Women in the True Islam Perception

Introduction

The topic of the rights of women in Islam has been a subject of a lot of controversies for a long time. In this aspect, a lot of debates have been on the role of women, as well as their position within the Islam religion. In the West, there is a general perception that the Muslim woman is inferior in the eyes of their male counterparts and is seen as male property. For this reason, such perception and misconception portray the Muslim woman as a property. Even though some portrayals of women in Islam might be exaggerated, there are some regions within the Muslim community where women have no place in the society due to cultural and personal interests (Mahmood, 2004). In most of the Muslim communities, it has been argued that the rights of women are not significant. Due to such cases, most people have blamed the evils seen among Women in Islam to the religion. However, several studies have called for deep analysis into the view of women in the Islam religion. This paper thus, provides an overview of women in the eyes of true Islam in order to shed light on the controversy that has been there that the Islam religion does not value the rights of women.

Background of Feminism

The conceptualization of feminism and what it stands for has a close link to the historical overview of European secularization, as well as the general aspect of science (Ezzat, 2007). The ideas of Marxist regarding patriarchy, as well as his position on the question of the family have been instrumental in influencing the outlook of women’s rights and the subsequent liberation activities. According to Marx, the religion can be viewed as male-made and comprises of ideas and laws that are aimed at oppressing other individuals, especially the women. Such outlook of religion played a significant role in changing many people’s views of religion and became common among feminist debates and literature. A review of the role of feminism in the society has showed that there are several social cases that can be termed as challenges to the Third World women.

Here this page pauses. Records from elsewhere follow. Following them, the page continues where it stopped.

use reqwest::header::{HeaderName, HeaderValue};
use reqwest::Method;

use crate::{
    request::EndpointRequest, transport::HttpTransport, ClientOptions, IntDecoding, RateLimiter,
    Result, Value,
};

const INDEXER_TOKEN_HEADER: &str = "x-indexer-api-token";

/// HTTP client for an Algorand indexer's REST API.
///
/// Same execution model as [`AlgodClient`](crate::AlgodClient): wrappers
/// share the client's options and rate limiter and run through the common
/// retry/decoding engine.
#[derive(Clone, Debug)]
pub struct IndexerClient {
    transport: HttpTransport,
    options: ClientOptions,
    limiter: Option<RateLimiter>,
}

impl IndexerClient {
    /// Creates a client for the indexer at `base_url` using an API token.
    pub fn new(base_url: impl Into<String>, token: impl Into<String>) -> Self {
        Self::build(base_url, Some(token.into()))
    }

    /// Creates a client for a public endpoint that requires no token.
    pub fn without_token(base_url: impl Into<String>) -> Self {
        Self::build(base_url, None)
    }

    /// Creates a client from environment variables.
    ///
    /// Reads:
    /// - `INDEXER_URL`: indexer base URL
    /// - `INDEXER_TOKEN`: API token, optional for public endpoints
    ///
    /// Returns an error if `INDEXER_URL` is missing or empty.
    pub fn from_env() -> std::result::Result<Self, String> {
        let url = std::env::var("INDEXER_URL")
            .map_err(|_| "missing INDEXER_URL environment variable".to_owned())?;
        if url.trim().is_empty() {
            return Err("INDEXER_URL is set but empty".to_owned());
        }
        let token = std::env::var("INDEXER_TOKEN")
            .ok()
            .filter(|token| !token.trim().is_empty());
        Ok(Self::build(url, token))
    }

    fn build(base_url: impl Into<String>, token: Option<String>) -> Self {
        Self {
            transport: HttpTransport::new(base_url, INDEXER_TOKEN_HEADER, token),
            options: ClientOptions::default(),
            limiter: None,
        }
    }

    /// Applies client options such as timeout, retry and decoding defaults.
    pub fn with_options(mut self, opts: ClientOptions) -> Self {
        self.options = opts;
        self
    }

    /// Shares a rate limiter with every request made through this client.
    pub fn with_rate_limiter(mut self, limiter: RateLimiter) -> Self {
        self.limiter = Some(limiter);
        self
    }

    pub fn base_url(&self) -> &str {
        self.transport.base_url()
    }

    fn request(&self, method: Method, path: impl Into<String>) -> EndpointRequest<'_> {
        EndpointRequest::new(
            &self.transport,
            &self.options,
            self.limiter.clone(),
            method,
            path,
        )
    }

    /// `GET /v2/blocks/{round}`: the indexed block for a round.
    pub fn lookup_block(&self, round: u64) -> LookupBlock<'_> {
        LookupBlock {
            inner: self.request(Method::GET, format!("/v2/blocks/{round}")),
        }
    }

    /// `GET /v2/applications/{application_id}/logs`: log messages emitted
    /// by an application, newest page first.
    pub fn lookup_application_logs(&self, application_id: u64) -> LookupApplicationLogs<'_> {
        LookupApplicationLogs {
            inner: self.request(
                Method::GET,
                format!("/v2/applications/{application_id}/logs"),
            ),
        }
    }
}

/// Request wrapper for `GET /v2/blocks/{round}`.
#[derive(Debug)]
pub struct LookupBlock<'a> {
    inner: EndpointRequest<'a>,
}

impl<'a> LookupBlock<'a> {
    pub fn header(mut self, name: HeaderName, value: HeaderValue) -> Self {
        self.inner.insert_header(name, value);
        self
    }

    pub fn retry_if_failed(mut self, retry: bool) -> Self {
        self.inner.set_retry_if_failed(retry);
        self
    }

    pub fn int_decoding(mut self, mode: IntDecoding) -> Self {
        self.inner.set_int_decoding(mode);
        self
    }

    pub async fn execute(self) -> Result<Value> {
        self.inner.execute().await
    }
}

/// Request wrapper for `GET /v2/applications/{application_id}/logs`.
#[derive(Debug)]
pub struct LookupApplicationLogs<'a> {
    inner: EndpointRequest<'a>,
}

impl<'a> LookupApplicationLogs<'a> {
    /// Maximum number of results to return.
    pub fn limit(mut self, limit: u64) -> Self {
        self.inner.upsert_query("limit", limit);
        self
    }

    /// Includes results at or after the given round.
    pub fn min_round(mut self, round: u64) -> Self {
        self.inner.upsert_query("min-round", round);
        self
    }

    /// Includes results at or before the given round.
    pub fn max_round(mut self, round: u64) -> Self {
        self.inner.upsert_query("max-round", round);
        self
    }

    /// Continues a paginated lookup from the token returned by the
    /// previous page.
    pub fn next_token(mut self, token: impl ToString) -> Self {
        self.inner.upsert_query("next", token);
        self
    }

    /// Only includes transactions with this sender address.
    pub fn sender(mut self, address: impl ToString) -> Self {
        self.inner.upsert_query("sender-address", address);
        self
    }

    /// Lookup the specific transaction by ID.
    pub fn txid(mut self, txid: impl ToString) -> Self {
        self.inner.upsert_query("txid", txid);
        self
    }

    pub fn header(mut self, name: HeaderName, value: HeaderValue) -> Self {
        self.inner.insert_header(name, value);
        self
    }

    pub fn retry_if_failed(mut self, retry: bool) -> Self {
        self.inner.set_retry_if_failed(retry);
        self
    }

    pub fn int_decoding(mut self, mode: IntDecoding) -> Self {
        self.inner.set_int_decoding(mode);
        self
    }

    pub async fn execute(self) -> Result<Value> {
        self.inner.execute().await
    }
}
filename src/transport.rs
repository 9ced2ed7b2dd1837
use std::fmt;
use std::time::Duration;

use reqwest::header::HeaderMap;
use reqwest::Method;

use crate::{request::Payload, AlgorandError};

/// Raw transport outcome: status plus undecoded body bytes.
#[derive(Clone, Debug)]
pub(crate) struct TransportResponse {
    pub status: u16,
    pub ok: bool,
    pub body: Vec<u8>,
}

/// Joins a service base URL with an endpoint path.
///
/// Example: `"https://mainnet-api.4160.nodely.dev/"` + `"/health"` →
/// `"https://mainnet-api.4160.nodely.dev/health"`
pub(crate) fn join_url(base_url: &str, path: &str) -> String {
    format!("{}{}", base_url.trim_end_matches('/'), path)
}

/// reqwest-backed transport bound to one service base URL.
///
/// Carries the service's API-token header (`X-Algo-API-Token` for algod,
/// `X-Indexer-API-Token` for the indexer) on every request when a token is
/// configured.
#[derive(Clone)]
pub(crate) struct HttpTransport {
    http: reqwest::Client,
    base_url: String,
    token_header: &'static str,
    token: Option<String>,
}

impl fmt::Debug for HttpTransport {
    fn fmt(&self, f: &mut fmt::Formatter<'_>) -> fmt::Result {
        f.debug_struct("HttpTransport")
            .field("base_url", &self.base_url)
            .field("token_header", &self.token_header)
            .field("token", &"<redacted>")
            .finish()
    }
}

impl HttpTransport {
    pub fn new(
        base_url: impl Into<String>,
        token_header: &'static str,
        token: Option<String>,
    ) -> Self {
        Self {
            http: reqwest::Client::new(),
            base_url: base_url.into(),
            token_header,
            token,
        }
    }

    pub fn base_url(&self) -> &str {
        &self.base_url
    }

    /// Performs one HTTP attempt. Header precedence: the caller-resolved map
    /// wins over anything a payload applies, and the token header wins last.
    pub async fn send(
        &self,
        method: Method,
        path: &str,
        query: &[(String, String)],
        headers: &HeaderMap,
        payload: &Payload,
        timeout: Duration,
    ) -> Result<TransportResponse, AlgorandError> {
        let url = join_url(&self.base_url, path);
        let mut builder = self.http.request(method, url).timeout(timeout);

        if !query.is_empty() {
            builder = builder.query(query);
        }

        builder = match payload {
            Payload::Empty => builder,
            Payload::Json(value) => builder.json(value),
            Payload::Binary { bytes, .. } => builder.body(bytes.clone()),
        };

        builder = builder.headers(headers.clone());
        if let Some(token) = &self.token {
            builder = builder.header(self.token_header, token);
        }

        let response = builder.send().await.map_err(AlgorandError::Transport)?;
        let status = response.status();
        let body = response
            .bytes()
            .await
            .map_err(AlgorandError::Transport)?
            .to_vec();

        Ok(TransportResponse {
            status: status.as_u16(),
            ok: status.is_success(),
            body,
        })
    }
}
use algorand_http::{AlgodClient, IntDecoding, Value};

#[tokio::main]
async fn main() -> anyhow::Result<()> {
    let algod = AlgodClient::from_env().map_err(anyhow::Error::msg)?;

    // 312769 is the USDt asset on mainnet; its total supply does not fit
    // an f64 exactly, so decode the chain-scale fields as big integers.
    let asset = algod
        .asset_information(312_769)
        .int_decoding(IntDecoding::MixedBigInt)
        .execute()
        .await?;

    let total = asset
        .get("params")
        .and_then(|params| params.get("total"))
        .and_then(Value::as_bigint);
    println!("asset total supply: {total:?}");

    Ok(())
}
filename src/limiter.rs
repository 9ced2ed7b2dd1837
use std::sync::Arc;
use std::time::{Duration, Instant};

use tokio::sync::Mutex;
use tokio::time::sleep;

use crate::AlgorandError;

/// Token bucket configuration.
#[derive(Clone, Debug, Eq, PartialEq)]
pub struct RateLimiterConfig {
    /// Maximum number of tokens the bucket holds.
    pub capacity: u32,
    /// Time window after which tokens are refilled.
    pub refill_period: Duration,
    /// Tokens added per elapsed period (defaults to `capacity`).
    pub refill_amount: u32,
}

impl RateLimiterConfig {
    /// `capacity` requests per `refill_period`, refilling to full.
    pub fn new(capacity: u32, refill_period: Duration) -> Self {
        Self {
            capacity,
            refill_period,
            refill_amount: capacity,
        }
    }

    pub fn with_refill_amount(mut self, amount: u32) -> Self {
        self.refill_amount = amount;
        self
    }
}

#[derive(Debug)]
struct BucketState {
    tokens: u32,
    last_refill: Instant,
    closed: bool,
    config: RateLimiterConfig,
}

impl BucketState {
    fn new(config: RateLimiterConfig) -> Self {
        Self {
            tokens: config.capacity,
            last_refill: Instant::now(),
            closed: false,
            config,
        }
    }

    fn refill(&mut self) {
        let now = Instant::now();
        let elapsed = now.duration_since(self.last_refill);

        if elapsed >= self.config.refill_period {
            let periods = elapsed.as_secs_f64() / self.config.refill_period.as_secs_f64();
            #[allow(clippy::cast_possible_truncation, clippy::cast_sign_loss)]
            let tokens_to_add = (periods * self.config.refill_amount as f64) as u32;

            self.tokens = self.tokens.saturating_add(tokens_to_add).min(self.config.capacity);
            self.last_refill = now;
        }
    }

    fn try_consume(&mut self) -> bool {
        self.refill();

        if self.tokens >= 1 {
            self.tokens -= 1;
            true
        } else {
            false
        }
    }

    fn wait_time(&self) -> Duration {
        if self.tokens >= 1 {
            return Duration::ZERO;
        }
        if self.config.refill_amount == 0 {
            return self.config.refill_period;
        }

        let refill_rate =
            self.config.refill_amount as f64 / self.config.refill_period.as_secs_f64();
        Duration::from_secs_f64(1.0 / refill_rate)
    }
}

/// Shared token bucket gating outbound request attempts.
///
/// The handle is `Clone`; every clone drains the same bucket, so one limiter
/// can be shared across clients and concurrent requests. A consumed token is
/// spent even if the request holding it is cancelled afterwards.
#[derive(Clone, Debug)]
pub struct RateLimiter {
    state: Arc<Mutex<BucketState>>,
}

impl RateLimiter {
    pub fn new(config: RateLimiterConfig) -> Self {
        Self {
            state: Arc::new(Mutex::new(BucketState::new(config))),
        }
    }

    /// Consumes one token, sleeping until one is available.
    ///
    /// Fails with [`AlgorandError::LimiterClosed`] once [`RateLimiter::close`]
    /// has been called, tokens in the bucket or not. The internal lock is
    /// never held across the sleep.
    pub async fn acquire(&self) -> Result<(), AlgorandError> {
        loop {
            let wait_duration = {
                let mut state = self.state.lock().await;
                if state.closed {
                    return Err(AlgorandError::LimiterClosed);
                }
                if state.try_consume() {
                    return Ok(());
                }
                state.wait_time()
            };

            #[cfg(feature = "tracing")]
            tracing::debug!(
                "rate limited, waiting {} ms for a token",
                wait_duration.as_millis()
            );

            if wait_duration > Duration::ZERO {
                sleep(wait_duration).await;
            } else {
                // Back off briefly instead of spinning on the lock.
                sleep(Duration::from_millis(10)).await;
            }
        }
    }

    /// Consumes one token without waiting; `Ok(false)` when the bucket is
    /// empty right now.
    pub async fn try_acquire(&self) -> Result<bool, AlgorandError> {
        let mut state = self.state.lock().await;
        if state.closed {
            return Err(AlgorandError::LimiterClosed);
        }
        Ok(state.try_consume())
    }

    /// Tokens currently available, after applying any pending refill.
    pub async fn available_tokens(&self) -> u32 {
        let mut state = self.state.lock().await;
        state.refill();
        state.tokens
    }

    /// Restores the bucket to full capacity.
    pub async fn reset(&self) {
        let mut state = self.state.lock().await;
        state.tokens = state.config.capacity;
        state.last_refill = Instant::now();
    }

    /// Permanently closes the limiter; every later acquire fails.
    pub async fn close(&self) {
        let mut state = self.state.lock().await;
        state.closed = true;
    }

    pub async fn is_closed(&self) -> bool {
        self.state.lock().await.closed
    }
}
//! Health check endpoint

use axum::{extract::State, routing::get, Json, Router};
use chrono::Utc;
use serde::Serialize;

use crate::AppState;

/// Health check response
#[derive(Debug, Serialize)]
pub struct HealthResponse {
    pub status: String,
    pub module: String,
    pub version: String,
    pub git_hash: String,
    /// Seconds since service started
    pub uptime_seconds: u64,
    /// Whether the database answered a trivial query
    pub database: bool,
}

/// GET /health
///
/// Does not require authentication.
pub async fn health_check(State(state): State<AppState>) -> Json<HealthResponse> {
    let uptime = Utc::now().signed_duration_since(state.startup_time);
    let database = sqlx::query("SELECT 1").execute(&state.db).await.is_ok();

    Json(HealthResponse {
        status: if database { "ok" } else { "degraded" }.to_string(),
        module: "sweettrack-shop".to_string(),
        version: env!("CARGO_PKG_VERSION").to_string(),
        git_hash: env!("GIT_HASH").to_string(),
        uptime_seconds: uptime.num_seconds().max(0) as u64,
        database,
    })
}

/// Build health check routes
pub fn health_routes() -> Router<AppState> {
    Router::new().route("/health", get(health_check))
}
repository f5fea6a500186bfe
//! Database schema and initialization

pub mod init;

pub use init::*;
//! Storefront gallery endpoints
//!
//! Listing is public; changes go through the admin router.

use axum::{
    extract::State,
    http::StatusCode,
    routing::get,
    Json, Router,
};
use serde::Deserialize;
use sweettrack_common::models::GalleryPhoto;
use tracing::info;
use uuid::Uuid;

use crate::db::gallery;
use crate::{ApiError, ApiJson, ApiPath, ApiResult, AppState};

/// GET /api/gallery
pub async fn list_gallery(State(state): State<AppState>) -> ApiResult<Json<Vec<GalleryPhoto>>> {
    Ok(Json(gallery::list_photos(&state.db).await?))
}

#[derive(Debug, Deserialize)]
pub struct AddPhotoRequest {
    pub url: String,
    pub caption: Option<String>,
}

fn is_acceptable_photo_url(url: &str) -> bool {
    let lower = url.to_ascii_lowercase();
    if lower.starts_with("data:image/") {
        return true;
    }
    reqwest::Url::parse(url)
        .map(|parsed| matches!(parsed.scheme(), "http" | "https") && parsed.host_str().is_some())
        .unwrap_or(false)
}

/// POST /api/admin/gallery
///
/// Appends a photo. The URL must be `http(s)` or an inline `data:image/` URL.
pub async fn add_photo(
    State(state): State<AppState>,
    ApiJson(request): ApiJson<AddPhotoRequest>,
) -> ApiResult<(StatusCode, Json<GalleryPhoto>)> {
    let url = request.url.trim();
    if !is_acceptable_photo_url(url) {
        return Err(ApiError::BadRequest(
            "Photo URL must be an http(s) URL or an image data URL".to_string(),
        ));
    }
    let caption = request
        .caption
        .as_deref()
        .map(str::trim)
        .filter(|c| !c.is_empty());

    let photo = gallery::add_photo(&state.db, url, caption).await?;
    info!(photo_id = %photo.id, position = photo.position, "Gallery photo added");

    Ok((StatusCode::CREATED, Json(photo)))
}

/// DELETE /api/admin/gallery/:id
pub async fn delete_photo(
    State(state): State<AppState>,
    ApiPath(id): ApiPath<Uuid>,
) -> ApiResult<StatusCode> {
    gallery::delete_photo(&state.db, id).await?;
    info!(photo_id = %id, "Gallery photo removed");
    Ok(StatusCode::NO_CONTENT)
}

#[derive(Debug, Deserialize)]
pub struct MovePhotoRequest {
    /// Zero-based target position
    pub position: i64,
}

/// PUT /api/admin/gallery/:id/position
///
/// Returns the reordered gallery.
pub async fn move_photo(
    State(state): State<AppState>,
    ApiPath(id): ApiPath<Uuid>,
    ApiJson(request): ApiJson<MovePhotoRequest>,
) -> ApiResult<Json<Vec<GalleryPhoto>>> {
    let photos = gallery::move_photo(&state.db, id, request.position).await?;
    Ok(Json(photos))
}

pub fn gallery_routes() -> Router<AppState> {
    Router::new().route("/api/gallery", get(list_gallery))
}

#[cfg(test)]
mod tests {
    use super::*;

    #[test]
    fn test_acceptable_photo_urls() {
        assert!(is_acceptable_photo_url("https://picsum.photos/seed/cake1/600/600"));
        assert!(is_acceptable_photo_url("data:image/jpeg;base64,/9j/4AAQ"));
        assert!(!is_acceptable_photo_url("ftp://example.com/cake.jpg"));
        assert!(!is_acceptable_photo_url("javascript:alert(1)"));
        assert!(!is_acceptable_photo_url("cake.jpg"));
    }
}
//! Error types for sweettrack-shop

use axum::{
    http::StatusCode,
    response::{IntoResponse, Response},
    Json,
};
use serde_json::json;
use sweettrack_common::error::FieldErrors;
use thiserror::Error;

/// API error type
#[derive(Debug, Error)]
pub enum ApiError {
    /// Resource not found (404)
    #[error("Resource not found: {0}")]
    NotFound(String),

    /// Invalid request (400)
    #[error("Invalid request: {0}")]
    BadRequest(String),

    /// Request body over the size limit (413)
    #[error("Payload too large: {0}")]
    PayloadTooLarge(String),

    /// Missing or expired admin session (401)
    #[error("Unauthorized: {0}")]
    Unauthorized(String),

    /// Form fields failed validation (422)
    #[error("Validation failed")]
    Validation(FieldErrors),

    /// Internal server error (500)
    #[error("Internal server error: {0}")]
    Internal(String),
}

impl From<sweettrack_common::Error> for ApiError {
    fn from(err: sweettrack_common::Error) -> Self {
        use sweettrack_common::Error as E;
        match err {
            E::NotFound(msg) => ApiError::NotFound(msg),
            E::InvalidInput(msg) => ApiError::BadRequest(msg),
            E::Validation(fields) => ApiError::Validation(fields),
            other => ApiError::Internal(other.to_string()),
        }
    }
}

impl IntoResponse for ApiError {
    fn into_response(self) -> Response {
        if let ApiError::Internal(ref msg) = self {
            tracing::error!("Request failed: {}", msg);
        }

        let (status, error_code, message, fields) = match self {
            ApiError::NotFound(msg) => (StatusCode::NOT_FOUND, "NOT_FOUND", msg, None),
            ApiError::BadRequest(msg) => (StatusCode::BAD_REQUEST, "BAD_REQUEST", msg, None),
            ApiError::PayloadTooLarge(msg) => {
                (StatusCode::PAYLOAD_TOO_LARGE, "PAYLOAD_TOO_LARGE", msg, None)
            }
            ApiError::Unauthorized(msg) => (StatusCode::UNAUTHORIZED, "UNAUTHORIZED", msg, None),
            ApiError::Validation(fields) => (
                StatusCode::UNPROCESSABLE_ENTITY,
                "VALIDATION_FAILED",
                "One or more fields are invalid".to_string(),
                Some(fields),
            ),
            ApiError::Internal(msg) => (
                StatusCode::INTERNAL_SERVER_ERROR,
                "INTERNAL_ERROR",
                msg,
                None,
            ),
        };

        let mut error = json!({
            "code": error_code,
            "message": message,
        });
        if let Some(fields) = fields {
            error["fields"] = json!(fields);
        }

        (status, Json(json!({ "error": error }))).into_response()
    }
}

/// Result type for API handlers
pub type ApiResult<T> = Result<T, ApiError>;
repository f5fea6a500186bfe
//! Collaborators outside the service

pub mod suggestions;
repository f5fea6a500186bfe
//! Catalog and delivery quote endpoints

use axum::{
    routing::{get, post},
    Json, Router,
};
use serde::{Deserialize, Serialize};
use sweettrack_common::catalog::{
    self, CakeSize, DeliveryZone, TimeSlot, FLAVORS, INSTAGRAM_URL, PICKUP_ADDRESS, SIZES, ZONES,
};
use sweettrack_common::pricing::{self, Quote};
use sweettrack_common::FulfillmentType;

use crate::{ApiJson, ApiResult, AppState};

#[derive(Debug, Serialize)]
pub struct TimeSlotInfo {
    pub slot: TimeSlot,
    pub window: &'static str,
}

/// Everything the order form needs to render its choices
#[derive(Debug, Serialize)]
pub struct CatalogResponse {
    pub flavors: &'static [&'static str],
    pub sizes: &'static [CakeSize],
    pub zones: &'static [DeliveryZone],
    pub time_slots: Vec<TimeSlotInfo>,
    pub default_flavor: &'static str,
    pub default_size: &'static str,
    pub pickup_address: &'static str,
    pub instagram_url: &'static str,
}

/// GET /api/catalog
pub async fn get_catalog() -> Json<CatalogResponse> {
    Json(CatalogResponse {
        flavors: FLAVORS,
        sizes: SIZES,
        zones: ZONES,
        time_slots: TimeSlot::ALL
            .into_iter()
            .map(|slot| TimeSlotInfo {
                slot,
                window: slot.window(),
            })
            .collect(),
        default_flavor: catalog::default_flavor(),
        default_size: catalog::default_size().label,
        pickup_address: PICKUP_ADDRESS,
        instagram_url: INSTAGRAM_URL,
    })
}

#[derive(Debug, Deserialize)]
pub struct QuoteRequest {
    #[serde(default)]
    pub fulfillment_type: FulfillmentType,
    pub postcode: Option<String>,
    pub size: Option<String>,
}

/// POST /api/quote
///
/// **Request:** `{"fulfillment_type": "Delivery", "postcode": "TA21 9RH", "size": "Large (10\")"}`
///
/// Size defaults to the smallest cake. Unknown sizes and missing or invalid
/// delivery postcodes are 400s.
pub async fn post_quote(ApiJson(request): ApiJson<QuoteRequest>) -> ApiResult<Json<Quote>> {
    let size = request
        .size
        .unwrap_or_else(|| catalog::default_size().label.to_string());
    let postcode = request.postcode.as_deref().map(pricing::normalize_postcode);

    let quote = pricing::quote(request.fulfillment_type, postcode.as_deref(), &size)?;
    Ok(Json(quote))
}

pub fn storefront_routes() -> Router<AppState> {
    Router::new()
        .route("/api/catalog", get(get_catalog))
        .route("/api/quote", post(post_quote))
}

In spite of this, few studies have outlined an overview of the other side of the concept of feminism as a way of conceptualizing feminism, its paradigmatic limitations, as well as the sociology of knowledge (Halverson & Way, 2012). For this reason, there is the need for more attention in the re-examination of feminism’s declared universality in providing answers to problems facing women in the society, as well as the claim that most religions are supposedly against women rights. For example, a lot of concerns have been raised concerning the role that Islam plays in women oppression.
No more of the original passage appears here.